### WHAT YOU SHOULD DO
Beginning at the top of the material, repeat each line exactly, and stop once the line with "pub fn put(path: impl" has been written.

....................

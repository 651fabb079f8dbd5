//! Request descriptions and attempt records

use reqwest::Method;
use serde::Serialize;
use serde_json::Value;

use super::error::ClientError;

/// Refresh exchanges allowed per original request
const MAX_REFRESHES: u8 = 1;

/// Immutable description of an outbound API call
///
/// Kept separate from `reqwest::Request` so the same call can be rebuilt with
/// a different bearer token when it is retried.
#[derive(Debug, Clone, PartialEq)]
pub struct ApiRequest {
    method: Method,
    path: String,
    query: Vec<(String, String)>,
    body: Option<Value>,
    refresh_on_unauthorized: bool,
}

impl ApiRequest {
    pub fn new(method: Method, path: impl Into<String>) -> Self {
        let path = path.into();
        let path = if path.starts_with('/') {
            path
        } else {
            format!("/{path}")
        };

        Self {
            method,
            path,
            query: Vec::new(),
            body: None,
            refresh_on_unauthorized: true,
        }
    }

    pub fn get(path: impl Into<String>) -> Self {
        Self::new(Method::GET, path)
    }

    pub fn post(path: impl Into<String>) -> Self {
        Self::new(Method::POST, path)
    }

    pub fn put(path: impl Into<String>) -> Self {
        Self::new(Method::PUT, path)
    }

    pub fn patch(path: impl Into<String>) -> Self {
        Self::new(Method::PATCH, path)
    }

    pub fn delete(path: impl Into<String>) -> Self {
        Self::new(Method::DELETE, path)
    }

    /// Append a query parameter
    #[must_use]
    pub fn query(mut self, key: impl Into<String>, value: impl ToString) -> Self {
        self.query.push((key.into(), value.to_string()));
        self
    }

    /// Attach a JSON body
    pub fn json<T: Serialize + ?Sized>(mut self, body: &T) -> Result<Self, ClientError> {
        self.body = Some(serde_json::to_value(body)?);
        Ok(self)
    }

    /// Treat a 401 as an ordinary error instead of refreshing
    ///
    /// Used for credential endpoints (login, register) where a 401 means the
    /// submitted credentials are wrong, not that the session expired.
    #[must_use]
    pub fn without_refresh(mut self) -> Self {
        self.refresh_on_unauthorized = false;
        self
    }

    pub const fn method(&self) -> &Method {
        &self.method
    }

    pub fn path(&self) -> &str {
        &self.path
    }

    pub fn query_pairs(&self) -> &[(String, String)] {
        &self.query
    }

    pub const fn body(&self) -> Option<&Value> {
        self.body.as_ref()
    }

    pub const fn refreshes_on_unauthorized(&self) -> bool {
        self.refresh_on_unauthorized
    }
}

/// One dispatch of an [`ApiRequest`]
///
/// Attempts are values: retrying produces a new record instead of flagging the
/// request, so the refresh bound is visible in the types.
#[derive(Debug, Clone, Copy)]
pub struct Attempt<'a> {
    request: &'a ApiRequest,
    retry_count: u8,
}

impl<'a> Attempt<'a> {
    pub const fn first(request: &'a ApiRequest) -> Self {
        Self {
            request,
            retry_count: 0,
        }
    }

    /// The record for re-dispatching after a refresh
    #[must_use]
    pub const fn retry(self) -> Self {
        Self {
            request: self.request,
            retry_count: self.retry_count.saturating_add(1),
        }
    }

    pub const fn request(&self) -> &'a ApiRequest {
        self.request
    }

    pub const fn retry_count(&self) -> u8 {
        self.retry_count
    }

    pub const fn is_retry(&self) -> bool {
        self.retry_count > 0
    }

    /// Whether a 401 on this attempt may trigger a refresh exchange
    pub const fn can_refresh(&self) -> bool {
        self.request.refresh_on_unauthorized && self.retry_count < MAX_REFRESHES
    }
}

#[cfg(test)]
mod tests {
    use super::*;
    use serde_json::json;

    #[test]
    fn test_path_is_normalized() {
        assert_eq!(ApiRequest::get("users/me/").path(), "/users/me/");
        assert_eq!(ApiRequest::get("/users/me/").path(), "/users/me/");
    }

    #[test]
    fn test_retry_does_not_touch_request() {
        let request = ApiRequest::post("/numerology/calculate/")
            .json(&json!({"full_name": "Ada Lovelace"}))
            .unwrap();
        let first = Attempt::first(&request);
        let retry = first.retry();

        assert!(first.can_refresh());
        assert!(!first.is_retry());
        assert!(retry.is_retry());
        assert!(!retry.can_refresh());
        assert_eq!(retry.request(), &request);
        assert_eq!(first.retry_count(), 0);
    }

    #[test]
    fn test_without_refresh() {
        let request = ApiRequest::post("/auth/login/").without_refresh();
        assert!(!Attempt::first(&request).can_refresh());
    }

    #[test]
    fn test_query_pairs() {
        let request = ApiRequest::get("/notifications/")
            .query("page", 2)
            .query("unread", true);
        assert_eq!(
            request.query_pairs(),
            &[
                ("page".to_string(), "2".to_string()),
                ("unread".to_string(), "true".to_string())
            ]
        );
    }
}
//! Calendar, consultation and analytics client methods

use super::{ClientError, SessionClient, attempt::ApiRequest};
use crate::types::{
    AnalyticsSummary, Booking, BookingRequest, CalendarEvent, ConsultationSlot, EventInput,
    Listing,
};
use chrono::NaiveDate;

impl SessionClient {
    /// Calendar events, optionally bounded by date
    pub async fn list_events(
        &self,
        from: Option<NaiveDate>,
        to: Option<NaiveDate>,
    ) -> Result<Listing<CalendarEvent>, ClientError> {
        let mut req = ApiRequest::get("/calendar/events/");
        if let Some(from) = from {
            req = req.query("from", from.format("%Y-%m-%d"));
        }
        if let Some(to) = to {
            req = req.query("to", to.format("%Y-%m-%d"));
        }
        self.execute(&req).await
    }

    pub async fn create_event(&self, event: &EventInput) -> Result<CalendarEvent, ClientError> {
        self.post("/calendar/events/", event).await
    }

    /// Open consultation slots
    pub async fn consultation_slots(&self) -> Result<Listing<ConsultationSlot>, ClientError> {
        self.get("/consultations/slots/").await
    }

    pub async fn book_consultation(&self, request: &BookingRequest) -> Result<Booking, ClientError> {
        self.post("/consultations/book/", request).await
    }

    /// Dashboard analytics
    pub async fn analytics_summary(&self) -> Result<AnalyticsSummary, ClientError> {
        self.get("/analytics/summary/").await
    }
}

....................

### RESULT FOR THIS TASK
repository 651fabb079f8dbd5
//! Request descriptions and attempt records

use reqwest::Method;
use serde::Serialize;
use serde_json::Value;

use super::error::ClientError;

/// Refresh exchanges allowed per original request
const MAX_REFRESHES: u8 = 1;

/// Immutable description of an outbound API call
///
/// Kept separate from `reqwest::Request` so the same call can be rebuilt with
/// a different bearer token when it is retried.
#[derive(Debug, Clone, PartialEq)]
pub struct ApiRequest {
    method: Method,
    path: String,
    query: Vec<(String, String)>,
    body: Option<Value>,
    refresh_on_unauthorized: bool,
}

impl ApiRequest {
    pub fn new(method: Method, path: impl Into<String>) -> Self {
        let path = path.into();
        let path = if path.starts_with('/') {
            path
        } else {
            format!("/{path}")
        };

        Self {
            method,
            path,
            query: Vec::new(),
            body: None,
            refresh_on_unauthorized: true,
        }
    }

    pub fn get(path: impl Into<String>) -> Self {
        Self::new(Method::GET, path)
    }

    pub fn post(path: impl Into<String>) -> Self {
        Self::new(Method::POST, path)
    }

    pub fn put(path: impl Into<String>) -> Self {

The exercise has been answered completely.